KAB. CIREBON, (FC).- WCC Mawar Balqis lembaga pendampingan perempuan dan anak korban kekerasan melakukan pendokumentasian atas kasus-kasus kekerasan terhadap perempuan dan anak yang terjadi selama tahun 2020.
WCC Mawar Balqis yang merupakan anggota Forum Pengada Layanan ( FPL ) tahun lalu 2019 mencatat 144 kasus kekerasan terhadap perempuan dan anak di wilayah Cirebon.
Angka tersebut merupakan hasil kompilasi dari laporan pengaduan di P2TP2A Kabupaten Cirebon dan unit PPA Polres Cirebon.
Manager Program WCC Mawar Balqis Sa’adah menyebutkan, pada tahun 2020 pihaknya mencatat 240 kasus kekerasan terhadap perempuan dan anak.
Angka tersebut merupakan angka yang terlaporkan, dan merupakan kompilasi dari data pengaduan yang ada di unit PPA Polres Cirebon dan P2TP2A Kabupaten Cirebon.
“Dari angka tersebut, 80 persen berasal dari pengaduan masyarakat Kabupaten Cirebon, selebihnya adalah laporan daerah wilayah lain di Ciayumajakuning. Pada masa pandemi, tidak menyurutkan angka kekerasan seksual dan KDRT, karena dua bentuk kekerasan tersebut yang paling banyak dilaporkan,” jelasnya kepada FC, Minggu (21/2).
Korban kekerasan seksual, lanjutnya, didominasi usia anak dari mulai 6 sampai 13 tahun, dengan pelaku orang terdekat keluarga dekat (suami, ayah, paman, ipar, sepupu).
Begitu juga dengan kekerasan seksual yang menimpa korban usia dewasa pelakunya berasal dari lingkungan terdekat (teman dekat, tetangga, atasan/rekan kerja).
Tantanan penanangan kasus kekerasan terhadap perempuan dan anak sangat banyak, diantaranya perspektif masyarakat yang masih menganggap korban adalah aib.
Belum lagi akses layanan dari mulai kesehatan, hukum dan psikologis yang masih terbatas untuk wilayah di Ciayumajukuning.
Dari 81 Kasus KDRT yang diterima pihaknya, hampir semuanya kasus berujung pada perceraian.
30 kasus disebabkan kekerasan fisik dan psikis, 51 kasus penelantaran, 10 kasus marital rape, 5 kasus hak asuh anak.
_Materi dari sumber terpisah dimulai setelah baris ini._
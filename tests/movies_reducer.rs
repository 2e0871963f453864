mod common;

use cinelist::catalog::{FilterPredicate, RatingBucket};
use cinelist::ui::movies::{apply_filters, MoviesIntent, MoviesReducer, MoviesViewState, ViewSignal};
use cinelist::ui::mvi::Reducer;
use common::*;
use std::sync::Arc;

fn reduce(state: MoviesViewState, intent: MoviesIntent) -> MoviesViewState {
    MoviesReducer::reduce(state, intent)
}

fn filtered(state: MoviesViewState, predicate: FilterPredicate) -> MoviesViewState {
    reduce(state, MoviesIntent::ApplyFilters { predicate })
}

fn predicates() -> Vec<FilterPredicate> {
    vec![
        FilterPredicate::default(),
        FilterPredicate::default().with_year("2010"),
        FilterPredicate::default()
            .with_year("2010")
            .with_year("2014"),
        FilterPredicate::default().with_director("Christopher Nolan"),
        FilterPredicate::default().with_rating(RatingBucket::EightPlus),
        FilterPredicate::default()
            .with_rating(RatingBucket::NinePlus)
            .with_rating(RatingBucket::SevenPlus),
        FilterPredicate::default()
            .with_year("2010")
            .with_director("Martin Scorsese")
            .with_rating(RatingBucket::EightPlus),
        FilterPredicate::default().with_year("1900"),
    ]
}

// -- applyFilters -------------------------------------------------------------

#[test]
fn filtered_view_is_subsequence_in_collection_order() {
    let collection = sample_movies();
    for predicate in predicates() {
        let positions = apply_filters(&collection, &predicate);
        assert!(
            positions.windows(2).all(|w| w[0] < w[1]),
            "positions out of order for {predicate:?}: {positions:?}"
        );
        assert!(positions.iter().all(|&p| p < collection.len()));
    }
}

#[test]
fn vacuous_predicate_keeps_everything() {
    let collection = sample_movies();
    let all: Vec<usize> = (0..collection.len()).collect();
    assert_eq!(apply_filters(&collection, &FilterPredicate::default()), all);
}

#[test]
fn all_false_entries_are_vacuous() {
    let collection = sample_movies();
    let mut predicate = FilterPredicate::default().with_year("2010");
    predicate.toggle_year("2010");
    assert_eq!(apply_filters(&collection, &predicate).len(), collection.len());
}

#[test]
fn applying_the_same_predicate_twice_is_idempotent() {
    for predicate in predicates() {
        let once = filtered(view_with(sample_collection(), &[]), predicate.clone());
        let twice = filtered(once.clone(), predicate);
        assert_eq!(once.view, twice.view);
    }
}

#[test]
fn filter_is_recomputed_from_collection_not_previous_view() {
    let narrow = filtered(
        view_with(sample_collection(), &[]),
        FilterPredicate::default().with_year("1999"),
    );
    assert_eq!(narrow.visible_ids(), vec![3]);

    let wider = filtered(narrow, FilterPredicate::default().with_year("2010"));
    assert_eq!(wider.visible_ids(), vec![1, 4]);
}

#[test]
fn concrete_year_and_rating_scenario() {
    let collection = Arc::new(vec![movie(1, 2000, "A", 8.0), movie(2, 2010, "B", 6.0)]);
    let state = view_with(collection, &[]);

    let by_year = filtered(state.clone(), FilterPredicate::default().with_year("2000"));
    assert_eq!(by_year.visible_ids(), vec![1]);

    let by_rating = filtered(
        state,
        FilterPredicate::default().with_rating(RatingBucket::SevenPlus),
    );
    assert_eq!(by_rating.visible_ids(), vec![1]);
}

#[test]
fn categories_intersect_and_values_union() {
    let state = view_with(sample_collection(), &[]);
    let predicate = FilterPredicate::default()
        .with_year("2010")
        .with_year("2014")
        .with_director("Christopher Nolan");
    assert_eq!(filtered(state, predicate).visible_ids(), vec![1, 2]);
}

#[test]
fn rating_buckets_are_ored() {
    let state = view_with(sample_collection(), &[]);
    let predicate = FilterPredicate::default()
        .with_rating(RatingBucket::NinePlus)
        .with_rating(RatingBucket::EightPlus);
    assert_eq!(filtered(state, predicate).visible_ids(), vec![1, 2, 3, 4, 5]);
}

#[test]
fn unmatched_filter_yields_empty_view() {
    let state = filtered(
        view_with(sample_collection(), &[]),
        FilterPredicate::default().with_year("1900"),
    );
    assert!(state.is_empty());
}

// -- toggleFavorite -----------------------------------------------------------

#[test]
fn toggle_favorite_twice_restores_value() {
    let state = view_with(sample_collection(), &[2]);
    for id in [1, 2, 42] {
        let before = state.is_favorite(id);
        let once = reduce(state.clone(), MoviesIntent::ToggleFavorite { id });
        assert_eq!(once.is_favorite(id), !before);
        let twice = reduce(once, MoviesIntent::ToggleFavorite { id });
        assert_eq!(twice.is_favorite(id), before);
    }
}

#[test]
fn toggle_favorite_does_not_touch_view() {
    let state = filtered(
        view_with(sample_collection(), &[]),
        FilterPredicate::default().with_year("2010"),
    );
    let toggled = reduce(state.clone(), MoviesIntent::ToggleFavorite { id: 1 });
    assert_eq!(toggled.view, state.view);
    assert_eq!(toggled.predicate, state.predicate);
}

// -- toggleShowOnlyFavorites --------------------------------------------------

#[test]
fn show_only_favorites_round_trip() {
    let state = view_with(sample_collection(), &[2, 5]);

    let favorites_only = reduce(state, MoviesIntent::ToggleShowOnlyFavorites);
    assert_eq!(favorites_only.visible_ids(), vec![2, 5]);
    assert_eq!(favorites_only.signal, Some(ViewSignal::FavoritesShown));
    assert!(favorites_only.is_showing_only_favorites());

    let restored = reduce(favorites_only, MoviesIntent::ToggleShowOnlyFavorites);
    assert_eq!(restored.visible_ids(), vec![1, 2, 3, 4, 5, 6]);
    assert_eq!(restored.signal, Some(ViewSignal::AllShown));
}

#[test]
fn no_favorites_leaves_view_unchanged() {
    let state = filtered(
        view_with(sample_collection(), &[]),
        FilterPredicate::default().with_year("2010"),
    );
    let after = reduce(state.clone(), MoviesIntent::ToggleShowOnlyFavorites);
    assert_eq!(after.view, state.view);
    assert_eq!(after.signal, Some(ViewSignal::NoFavorites));
}

#[test]
fn favorites_outside_collection_do_not_count() {
    let state = view_with(sample_collection(), &[99]);
    let after = reduce(state, MoviesIntent::ToggleShowOnlyFavorites);
    assert_eq!(after.signal, Some(ViewSignal::NoFavorites));
    assert_eq!(after.len(), 6);
}

#[test]
fn favorites_view_ignores_active_predicate() {
    let state = filtered(
        view_with(sample_collection(), &[3, 6]),
        FilterPredicate::default().with_year("2010"),
    );
    let after = reduce(state, MoviesIntent::ToggleShowOnlyFavorites);
    assert_eq!(after.visible_ids(), vec![3, 6]);
    assert!(after.predicate.is_year_selected("2010"));
}

#[test]
fn toggling_off_restores_full_collection_even_when_filtered_before() {
    let state = filtered(
        view_with(sample_collection(), &[3]),
        FilterPredicate::default().with_year("2010"),
    );
    let favorites_only = reduce(state, MoviesIntent::ToggleShowOnlyFavorites);
    let restored = reduce(favorites_only, MoviesIntent::ToggleShowOnlyFavorites);
    assert_eq!(restored.len(), 6);
    assert!(restored.predicate.is_year_selected("2010"));
}

#[test]
fn filter_selecting_only_favorites_reads_as_favorites_view() {
    let state = filtered(
        view_with(sample_collection(), &[1, 4]),
        FilterPredicate::default().with_year("2010"),
    );
    assert!(state.is_showing_only_favorites());

    let after = reduce(state, MoviesIntent::ToggleShowOnlyFavorites);
    assert_eq!(after.len(), 6);
    assert_eq!(after.signal, Some(ViewSignal::AllShown));
}

#[test]
fn empty_filtered_view_toggles_back_to_full_collection() {
    let state = filtered(
        view_with(sample_collection(), &[]),
        FilterPredicate::default().with_year("1900"),
    );
    let after = reduce(state, MoviesIntent::ToggleShowOnlyFavorites);
    assert_eq!(after.len(), 6);
    assert_eq!(after.signal, Some(ViewSignal::AllShown));
}

#[test]
fn unfavoriting_while_showing_favorites_keeps_row_until_next_toggle() {
    let state = reduce(
        view_with(sample_collection(), &[2, 5]),
        MoviesIntent::ToggleShowOnlyFavorites,
    );
    let after = reduce(state, MoviesIntent::ToggleFavorite { id: 2 });
    assert_eq!(after.visible_ids(), vec![2, 5]);
    assert!(!after.is_favorite(2));
}

#[test]
fn dismiss_signal_clears_it() {
    let state = reduce(
        view_with(sample_collection(), &[]),
        MoviesIntent::ToggleShowOnlyFavorites,
    );
    assert!(state.signal.is_some());
    let state = reduce(state, MoviesIntent::DismissSignal);
    assert!(state.signal.is_none());
}

// -- lifecycle ----------------------------------------------------------------

#[test]
fn initialize_keeps_favorites_loaded_earlier() {
    let state = reduce(
        MoviesViewState::default(),
        MoviesIntent::FavoritesLoaded {
            favorites: [4].into_iter().collect(),
        },
    );
    let state = reduce(
        state,
        MoviesIntent::Initialize {
            collection: sample_collection(),
        },
    );
    assert_eq!(state.len(), 6);
    assert!(state.is_favorite(4));
    assert_eq!(state.favorite_count(), 1);
}

#[test]
fn initialize_resets_predicate() {
    let state = filtered(
        view_with(sample_collection(), &[]),
        FilterPredicate::default().with_year("2010"),
    );
    let state = reduce(
        state,
        MoviesIntent::Initialize {
            collection: sample_collection(),
        },
    );
    assert!(state.predicate.is_empty());
    assert_eq!(state.len(), 6);
}

#[test]
fn favorites_loaded_late_do_not_change_view() {
    let state = filtered(
        view_with(sample_collection(), &[]),
        FilterPredicate::default().with_director("Christopher Nolan"),
    );
    let state = reduce(
        state,
        MoviesIntent::FavoritesLoaded {
            favorites: [1, 3].into_iter().collect(),
        },
    );
    assert_eq!(state.visible_ids(), vec![1, 2]);
    assert_eq!(state.favorite_count(), 2);
}

#[test]
fn toggles_before_load_are_replayed_over_loaded_map() {
    let state = reduce(
        MoviesViewState::default(),
        MoviesIntent::Initialize {
            collection: sample_collection(),
        },
    );
    let state = reduce(state, MoviesIntent::ToggleFavorite { id: 5 });
    let state = reduce(state, MoviesIntent::ToggleFavorite { id: 1 });
    let state = reduce(state, MoviesIntent::ToggleFavorite { id: 1 });
    assert!(!state.favorites_loaded);
    assert_eq!(state.pending_edits, vec![(5, true), (1, true), (1, false)]);

    let state = reduce(
        state,
        MoviesIntent::FavoritesLoaded {
            favorites: [1, 3].into_iter().collect(),
        },
    );
    assert!(state.favorites_loaded);
    assert!(state.pending_edits.is_empty());
    assert!(!state.is_favorite(1));
    assert!(state.is_favorite(3));
    assert!(state.is_favorite(5));
}

#[test]
fn toggles_after_load_are_not_queued() {
    let state = view_with(sample_collection(), &[2]);
    let state = reduce(state, MoviesIntent::ToggleFavorite { id: 2 });
    assert!(state.favorites_loaded);
    assert!(state.pending_edits.is_empty());
    assert!(!state.is_favorite(2));
}
use crate::catalog::{AvailableFilters, FilterPredicate};
use crate::ui::mvi::Intent;

#[derive(Debug, Clone)]
pub enum FilterIntent {
    /// Show the dialog with a draft copied from the applied predicate.
    Open {
        filters: AvailableFilters,
        current: FilterPredicate,
    },
    /// Hide without applying the draft.
    Close,
    NextSection,
    PrevSection,
    MoveUp,
    MoveDown,
    /// Flip the focused option in the draft.
    Toggle,
    /// Clear every selection in the draft.
    Reset,
}

impl Intent for FilterIntent {}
Sepanjang 2020 81 kasus KDRT yang masuk ke ranah pidana.
“Upaya penyelesaian yang ditempuh yang dipilih korban adalah berpisah, meskipun sebagian ada yang juga melalui mediasi yang melibatkan pemerintah desa atau tokoh agama/masyarakat setempat,” terangnya.
Lain halnya dengan korban kekerasan seksual, pemulihan psikologis yang tidak berbatas waktu karena lukanya seumur hidup dan trauma bisa muncul tiba-tiba sepanjang hidup korban.
Belum lagi korban harus berhadapan dengan stigma yang dilekatkan masyarakat, victim blaming dan masih belum berpihaknya hukum positif yang berlaku di Indonesia.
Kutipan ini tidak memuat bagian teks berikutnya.